Back in the spring I received a copy of The Golden Thread by Kassia St. Clair. Red Stone Glen had an online book club and, although I didn't participate, I saw the book mentioned in their newsletter. I had a birthday; and it was an easy item for someone to get for me. (My family does not want me to answer the question, "What do you want for your birthday?" with "How about a pound of obscure sheep breed fiber from a farm you've never heard of in Montana? You can find it on Etsy!")

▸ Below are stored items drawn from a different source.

//! In-memory adapter for every store trait.

use super::{
    AppConfigStore, BlobStorage, Counter, CrlRepository, DocumentRepository,
    IdentifyMethodRepository, SignRequestRepository,
};
use crate::crl::{CrlEntry, CrlStatus};
use crate::error::{Conflict, Error, Result};
use crate::identify::IdentifyMethod;
use crate::workflow::{Document, SignRequest};
use parking_lot::RwLock;
use std::collections::{BTreeMap, HashMap};
use std::sync::atomic::{AtomicBool, Ordering};
use uuid::Uuid;

#[derive(Debug, Default)]
struct State {
    next_id: u64,
    blobs: HashMap<u64, Vec<u8>>,
    counters: HashMap<String, u64>,
    config: BTreeMap<String, String>,
    documents: BTreeMap<u64, Document>,
    sign_requests: BTreeMap<u64, SignRequest>,
    identify_methods: BTreeMap<u64, IdentifyMethod>,
    crl: BTreeMap<u64, CrlEntry>,
}

impl State {
    fn allocate_id(&mut self) -> u64 {
        self.next_id = self.next_id.saturating_add(1);
        self.next_id
    }
}

/// Thread-safe store used by tests and embedders without a database.
#[derive(Debug, Default)]
pub struct InMemoryStore {
    state: RwLock<State>,
    fail_blob_writes: AtomicBool,
}

impl InMemoryStore {
    pub fn new() -> Self {
        Self::default()
    }

    /// Optional failure-injection mode for tests.
    pub fn with_fail_blob_writes(self, fail: bool) -> Self {
        self.set_fail_blob_writes(fail);
        self
    }

    pub fn set_fail_blob_writes(&self, fail: bool) {
        self.fail_blob_writes.store(fail, Ordering::SeqCst);
    }

    /// Store a blob under a fresh node id.
    pub fn put_blob(&self, bytes: Vec<u8>) -> u64 {
        let mut state = self.state.write();
        let id = state.allocate_id();
        state.blobs.insert(id, bytes);
        id
    }
}

impl BlobStorage for InMemoryStore {
    fn read(&self, node_id: u64) -> Result<Vec<u8>> {
        self.state
            .read()
            .blobs
            .get(&node_id)
            .cloned()
            .ok_or_else(|| Error::not_found("blob", node_id))
    }

    fn write(&self, node_id: u64, bytes: &[u8]) -> Result<()> {
        if self.fail_blob_writes.load(Ordering::SeqCst) {
            return Err(Error::RetryableInfra(format!("blob {} is not writable", node_id)));
        }
        self.state.write().blobs.insert(node_id, bytes.to_vec());
        Ok(())
    }
}

impl Counter for InMemoryStore {
    fn current(&self, name: &str) -> Result<u64> {
        Ok(self.state.read().counters.get(name).copied().unwrap_or(0))
    }

    fn compare_and_swap(&self, name: &str, expected: u64, new: u64) -> Result<bool> {
        let mut state = self.state.write();
        let slot = state.counters.entry(name.to_string()).or_insert(0);
        if *slot != expected {
            return Ok(false);
        }
        *slot = new;
        Ok(true)
    }
}

impl AppConfigStore for InMemoryStore {
    fn get(&self, key: &str) -> Result<Option<String>> {
        Ok(self.state.read().config.get(key).cloned())
    }

    fn set(&self, key: &str, value: &str) -> Result<()> {
        self.state.write().config.insert(key.to_string(), value.to_string());
        Ok(())
    }

    fn remove(&self, key: &str) -> Result<()> {
        self.state.write().config.remove(key);
        Ok(())
    }
}

impl DocumentRepository for InMemoryStore {
    fn insert_document(&self, mut document: Document) -> Result<Document> {
        let mut state = self.state.write();
        if state.documents.values().any(|d| d.uuid == document.uuid) {
            return Err(Error::StateConflict(Conflict::Duplicate(format!(
                "document uuid {}",
                document.uuid
            ))));
        }
        document.id = state.allocate_id();
        state.documents.insert(document.id, document.clone());
        Ok(document)
    }

    fn get_document(&self, id: u64) -> Result<Document> {
        self.state
            .read()
            .documents
            .get(&id)
            .cloned()
            .ok_or_else(|| Error::not_found("document", id))
    }

    fn find_document_by_uuid(&self, uuid: Uuid) -> Result<Option<Document>> {
        Ok(self.state.read().documents.values().find(|d| d.uuid == uuid).cloned())
    }

    fn update_document(&self, document: &Document) -> Result<()> {
        let mut state = self.state.write();
        let slot = state
            .documents
            .get_mut(&document.id)
            .ok_or_else(|| Error::not_found("document", document.id))?;
        *slot = document.clone();
        Ok(())
    }

    fn compare_and_update_document(
        &self,
        document: &Document,
        expected_signed_hash: Option<&str>,
    ) -> Result<bool> {
        let mut state = self.state.write();
        let slot = state
            .documents
            .get_mut(&document.id)
            .ok_or_else(|| Error::not_found("document", document.id))?;
        if slot.signed_hash.as_deref() != expected_signed_hash {
            return Ok(false);
        }
        *slot = document.clone();
        Ok(true)
    }

    fn children(&self, parent_id: u64) -> Result<Vec<Document>> {
        Ok(self
            .state
            .read()
            .documents
            .values()
            .filter(|d| d.parent_id == Some(parent_id))
            .cloned()
            .collect())
    }
}

impl SignRequestRepository for InMemoryStore {
    fn insert_sign_request(&self, mut request: SignRequest) -> Result<SignRequest> {
        let mut state = self.state.write();
        request.id = state.allocate_id();
        state.sign_requests.insert(request.id, request.clone());
        Ok(request)
    }

    fn get_sign_request(&self, id: u64) -> Result<SignRequest> {
        self.state
            .read()
            .sign_requests
            .get(&id)
            .cloned()
            .ok_or_else(|| Error::not_found("sign request", id))
    }

    fn update_sign_request(&self, request: &SignRequest) -> Result<()> {
        let mut state = self.state.write();
        let slot = state
            .sign_requests
            .get_mut(&request.id)
            .ok_or_else(|| Error::not_found("sign request", request.id))?;
        *slot = request.clone();
        Ok(())
    }

    fn delete_sign_request(&self, id: u64) -> Result<()> {
        self.state
            .write()
            .sign_requests
            .remove(&id)
            .map(|_| ())
            .ok_or_else(|| Error::not_found("sign request", id))
    }

    fn sign_requests_for_document(&self, document_id: u64) -> Result<Vec<SignRequest>> {
        let mut out: Vec<SignRequest> = self
            .state
            .read()
            .sign_requests
            .values()
            .filter(|r| r.document_id == document_id)
            .cloned()
            .collect();
        out.sort_by_key(|r| (r.signing_order, r.id));
        Ok(out)
    }
}

impl IdentifyMethodRepository for InMemoryStore {
    fn insert_identify_method(&self, mut method: IdentifyMethod) -> Result<IdentifyMethod> {
        let mut state = self.state.write();
        let duplicate = state.identify_methods.values().any(|m| {
            m.sign_request_id == method.sign_request_id
                && m.identifier_key == method.identifier_key
                && m.identifier_value == method.identifier_value
        });
        if duplicate {
            return Err(Error::StateConflict(Conflict::Duplicate(format!(
                "identify method {}:{} on sign request {}",
                method.identifier_key, method.identifier_value, method.sign_request_id
            ))));
        }
        method.id = state.allocate_id();
        state.identify_methods.insert(method.id, method.clone());
        Ok(method)
    }

    fn update_identify_method(&self, method: &IdentifyMethod) -> Result<()> {
        let mut state = self.state.write();
        let slot = state
            .identify_methods
            .get_mut(&method.id)
            .ok_or_else(|| Error::not_found("identify method", method.id))?;
        *slot = method.clone();
        Ok(())
    }

    fn identify_methods_for(&self, sign_request_id: u64) -> Result<Vec<IdentifyMethod>> {
        Ok(self
            .state
            .read()
            .identify_methods
            .values()
            .filter(|m| m.sign_request_id == sign_request_id)
            .cloned()
            .collect())
    }

    fn delete_identify_methods_for(&self, sign_request_id: u64) -> Result<()> {
        self.state
            .write()
            .identify_methods
            .retain(|_, m| m.sign_request_id != sign_request_id);
        Ok(())
    }
}

impl CrlRepository for InMemoryStore {
    fn insert_crl_entry(&self, entry: CrlEntry) -> Result<()> {
        let mut state = self.state.write();
        if state.crl.contains_key(&entry.serial_number) {
            return Err(Error::StateConflict(Conflict::Duplicate(format!(
                "serial number {}",
                entry.serial_number
            ))));
        }
        state.crl.insert(entry.serial_number, entry);
        Ok(())
    }

    fn get_crl_entry(&self, serial_number: u64) -> Result<Option<CrlEntry>> {
        Ok(self.state.read().crl.get(&serial_number).cloned())
    }

    fn update_crl_entry(&self, entry: &CrlEntry, expected: CrlStatus) -> Result<bool> {
        let mut state = self.state.write();
        match state.crl.get_mut(&entry.serial_number) {
            Some(slot) if slot.status == expected => {
                *slot = entry.clone();
                Ok(true)
            },
            Some(_) => Ok(false),
            None => Err(Error::not_found("certificate", entry.serial_number)),
        }
    }

    fn crl_entries(&self) -> Result<Vec<CrlEntry>> {
        Ok(self.state.read().crl.values().cloned().collect())
    }
}

#[cfg(test)]
mod tests {
    use super::*;
    use chrono::Utc;

    #[test]
    fn test_counter_compare_and_swap() {
        let store = InMemoryStore::new();
        assert_eq!(store.current("c").unwrap(), 0);
        assert!(store.compare_and_swap("c", 0, 1).unwrap());
        assert!(!store.compare_and_swap("c", 0, 2).unwrap());
        assert_eq!(store.current("c").unwrap(), 1);
    }

    #[test]
    fn test_blob_fail_injection() {
        let store = InMemoryStore::new();
        let id = store.put_blob(b"abc".to_vec());
        store.set_fail_blob_writes(true);
        let err = store.write(id, b"xyz").unwrap_err();
        assert!(err.is_retryable());
        assert_eq!(store.read(id).unwrap(), b"abc");
        assert!(matches!(store.read(999), Err(Error::NotFound { .. })));
    }

    #[test]
    fn test_duplicate_serial_is_conflict() {
        let store = InMemoryStore::new();
        let now = Utc::now();
        store.insert_crl_entry(CrlEntry::issued(5, "a", now, now)).unwrap();
        let err = store.insert_crl_entry(CrlEntry::issued(5, "b", now, now)).unwrap_err();
        assert!(matches!(err, Error::StateConflict(Conflict::Duplicate(_))));
    }

    #[test]
    fn test_document_uuid_is_unique() {
        let store = InMemoryStore::new();
        let doc = store.insert_document(Document::file("a.pdf", 1)).unwrap();
        let mut copy = Document::file("b.pdf", 2);
        copy.uuid = doc.uuid;
        assert!(store.insert_document(copy).is_err());
        assert_eq!(store.find_document_by_uuid(doc.uuid).unwrap().unwrap().id, doc.id);
    }

    #[test]
    fn test_document_update_guarded_by_signed_hash() {
        let store = InMemoryStore::new();
        let mut doc = store.insert_document(Document::file("a.pdf", 1)).unwrap();
        doc.signed_hash = Some("h1".to_string());
        assert!(store.compare_and_update_document(&doc, None).unwrap());

        let mut rival = doc.clone();
        rival.signed_hash = Some("h2".to_string());
        assert!(!store.compare_and_update_document(&rival, None).unwrap());
        assert_eq!(store.get_document(doc.id).unwrap().signed_hash.as_deref(), Some("h1"));
        assert!(store.compare_and_update_document(&rival, Some("h1")).unwrap());

        let mut missing = Document::file("b.pdf", 2);
        missing.id = 99;
        assert!(matches!(
            store.compare_and_update_document(&missing, None),
            Err(Error::NotFound { .. })
        ));
    }

    #[test]
    fn test_sign_requests_sorted_by_order() {
        let store = InMemoryStore::new();
        let mut second = SignRequest::new(1, "b");
        second.signing_order = 2;
        store.insert_sign_request(second).unwrap();
        store.insert_sign_request(SignRequest::new(1, "a")).unwrap();
        let names: Vec<_> = store
            .sign_requests_for_document(1)
            .unwrap()
            .into_iter()
            .map(|r| r.display_name)
            .collect();
        assert_eq!(names, vec!["a", "b"]);
    }
}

I was only a couple chapters into The Golden Thread when I stumbled upon the Fiber Nation podcast. Once again, I think I heard about this in a newsletter, probably from Interweave. I happened upon the episode "Deadly Dyes and Colorful Cures" — featuring Kassia St. Clair talking about the history of dyes and colors. That's when I discovered her previous book is The Secret Lives of Color. The chapters are grouped by color families. Each essay is a couple pages on the history of a specific color — where it came from, how it was used, what it meant. It is a fascinating journey through history and societies, what colors mean and don't mean, and how dye stuffs have been discovered and procured. Since each essay is short, this is a good bathroom book or a good book to read just before bed. You don't have to remember characters or plot. Each essay is fascinating. Of course, the hard part may be reading just one essay and then putting down the book!

A parting thought. I've heard this repeated in several places now and I'm still thinking about the implications. The color we see is the color reflected by an item. When you see a red apple, the apple is absorbing every color except red. Red is the color that it is most not!